**Assignment**
Could you count how many lines of the data include "iter" and answer with the number only?

Collected data
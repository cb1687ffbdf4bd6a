//! ---
//! pms_section: "03-testing-qa"
//! pms_subsection: "integration-tests"
//! pms_type: "source"
//! pms_scope: "code"
//! pms_description: "Integration and validation tests for the T-PMS ACL core."
//! pms_version: "v0.0.0-prealpha"
//! pms_owner: "tbd"
//! ---
use std::sync::Arc;

use t_pms_acl::{
    policy, AclError, MembershipStore, MemoryStore, NewProject, NewUser, NewWorkspace,
    PermissionGate, GlobalRole, Role,
};

fn register(store: &MemoryStore, email: &str) -> String {
    store
        .insert_user(NewUser {
            email: email.to_owned(),
            display_name: email.split('@').next().unwrap().to_owned(),
            global_role: GlobalRole::User,
        })
        .unwrap()
        .id
}

fn new_project(workspace_id: &str, responsible_id: &str, name: &str) -> NewProject {
    NewProject {
        workspace_id: workspace_id.to_owned(),
        name: name.to_owned(),
        description: String::new(),
        responsible_id: responsible_id.to_owned(),
        stage: Some("backlog".into()),
        sequence: Some(0),
    }
}

#[test]
fn membership_lifecycle_end_to_end() {
    let store = Arc::new(MemoryStore::new());
    let gate = PermissionGate::new(store.clone());
    let u1 = register(&store, "u1@acme.io");
    register(&store, "u2@acme.io");

    // Scenario 1: creating a project installs the creator as sole Owner.
    let workspace = gate
        .workspaces()
        .create_workspace(
            NewWorkspace {
                name: "acme".into(),
                description: "tenant".into(),
            },
            &u1,
        )
        .unwrap();
    let project = gate
        .projects()
        .create_project(new_project(&workspace.id, &u1, "apollo"), &u1)
        .unwrap();
    let members = gate.projects().members(&project.id).unwrap();
    assert_eq!(members.len(), 1);
    assert_eq!(members[0].user_id, u1);
    assert_eq!(members[0].role, Role::Owner);

    // Scenario 2: invite succeeds once, conflicts on repeat.
    let u2_member = gate
        .projects()
        .invite_user(&project.id, &u1, "u2@acme.io", None)
        .unwrap();
    assert_eq!(u2_member.role, Role::Member);
    assert!(matches!(
        gate.projects().invite_user(&project.id, &u1, "u2@acme.io", None),
        Err(AclError::Conflict)
    ));

    // Scenario 3: the sole owner cannot demote themselves.
    assert!(matches!(
        gate.projects()
            .update_member_role(&project.id, &u1, &u1, Role::Member),
        Err(AclError::InvariantViolation(_))
    ));

    // Scenario 4: after promoting a second owner, the first may leave.
    gate.projects()
        .update_member_role(&project.id, &u1, &u2_member.user_id, Role::Owner)
        .unwrap();
    gate.projects().remove_member(&project.id, &u1, &u1).unwrap();
    let members = gate.projects().members(&project.id).unwrap();
    assert_eq!(members.len(), 1);
    assert_eq!(members[0].user_id, u2_member.user_id);
    assert_eq!(members[0].role, Role::Owner);
}

#[test]
fn role_gate_and_non_member_probes() {
    let store = Arc::new(MemoryStore::new());
    let gate = PermissionGate::new(store.clone());
    let u1 = register(&store, "u1@acme.io");
    register(&store, "u3@acme.io");
    let u4 = register(&store, "u4@acme.io");

    let workspace = gate
        .workspaces()
        .create_workspace(
            NewWorkspace {
                name: "acme".into(),
                description: String::new(),
            },
            &u1,
        )
        .unwrap();
    let project = gate
        .projects()
        .create_project(new_project(&workspace.id, &u1, "apollo"), &u1)
        .unwrap();
    let u3 = gate
        .projects()
        .invite_user(&project.id, &u1, "u3@acme.io", Some(Role::Viewer))
        .unwrap();

    // Scenario 5: a viewer fails the edit allow-list.
    assert!(matches!(
        gate.project_permission(&u3.user_id, &project.id, policy::EDIT),
        Err(AclError::Forbidden)
    ));
    // The role-gate property: allowed iff the role is in the list.
    assert!(gate
        .project_permission(&u3.user_id, &project.id, policy::VIEW)
        .is_ok());

    // Scenario 6: a non-member gets `false` and NotAMember, not Forbidden.
    assert!(!gate.project_access(&u4, &project.id).unwrap());
    assert!(matches!(
        gate.project_permission(&u4, &project.id, policy::VIEW),
        Err(AclError::NotAMember("project"))
    ));
}

#[test]
fn visibility_is_scoped_per_user_across_workspaces() {
    let store = Arc::new(MemoryStore::new());
    let gate = PermissionGate::new(store.clone());
    let alice = register(&store, "alice@acme.io");
    let bob = register(&store, "bob@beta.io");

    let acme = gate
        .workspaces()
        .create_workspace(
            NewWorkspace {
                name: "acme".into(),
                description: String::new(),
            },
            &alice,
        )
        .unwrap();
    let beta = gate
        .workspaces()
        .create_workspace(
            NewWorkspace {
                name: "beta".into(),
                description: String::new(),
            },
            &bob,
        )
        .unwrap();

    let apollo = gate
        .projects()
        .create_project(new_project(&acme.id, &alice, "apollo"), &alice)
        .unwrap();
    let borealis = gate
        .projects()
        .create_project(new_project(&beta.id, &bob, "borealis"), &bob)
        .unwrap();

    assert_eq!(
        gate.projects().accessible_project_ids(&alice).unwrap(),
        vec![apollo.id.clone()]
    );
    assert_eq!(
        gate.projects().accessible_project_ids(&bob).unwrap(),
        vec![borealis.id.clone()]
    );

    // Cross-tenant invite: bob gains visibility into apollo only after the
    // membership row exists.
    gate.projects()
        .invite_user(&apollo.id, &alice, "bob@beta.io", Some(Role::Viewer))
        .unwrap();
    let visible = gate.projects().accessible_project_ids(&bob).unwrap();
    assert!(visible.contains(&apollo.id));
    assert!(visible.contains(&borealis.id));

    // The denormalised workspace id on the membership row survives.
    let access = gate.projects().get_user_projects(&bob).unwrap();
    let apollo_access = access
        .iter()
        .find(|entry| entry.project.id == apollo.id)
        .unwrap();
    assert_eq!(apollo_access.member.workspace_id, acme.id);
}

#[test]
fn workspace_scope_mirrors_project_scope() {
    let store = Arc::new(MemoryStore::new());
    let gate = PermissionGate::new(store.clone());
    let alice = register(&store, "alice@acme.io");
    register(&store, "bob@acme.io");

    let workspace = gate
        .workspaces()
        .create_workspace(
            NewWorkspace {
                name: "acme".into(),
                description: String::new(),
            },
            &alice,
        )
        .unwrap();
    let bob = gate
        .workspaces()
        .invite_user(&workspace.id, &alice, "bob@acme.io", Some(Role::Admin))
        .unwrap();

    // An admin may manage members but may not delete the workspace.
    gate.workspace_permission(&bob.user_id, &workspace.id, policy::MANAGE_MEMBERS)
        .unwrap();
    assert!(matches!(
        gate.workspaces().delete_workspace(&workspace.id, &bob.user_id),
        Err(AclError::Forbidden)
    ));

    // An admin may demote a non-last owner (owners and admins are equally
    // privileged for role changes).
    gate.workspaces()
        .update_member_role(&workspace.id, &bob.user_id, &bob.user_id, Role::Owner)
        .unwrap();
    gate.workspaces()
        .update_member_role(&workspace.id, &bob.user_id, &alice, Role::Member)
        .unwrap();
    let members = gate.workspaces().members(&workspace.id).unwrap();
    let alice_row = members.iter().find(|m| m.user_id == alice).unwrap();
    assert_eq!(alice_row.role, Role::Member);
}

**Written response**
2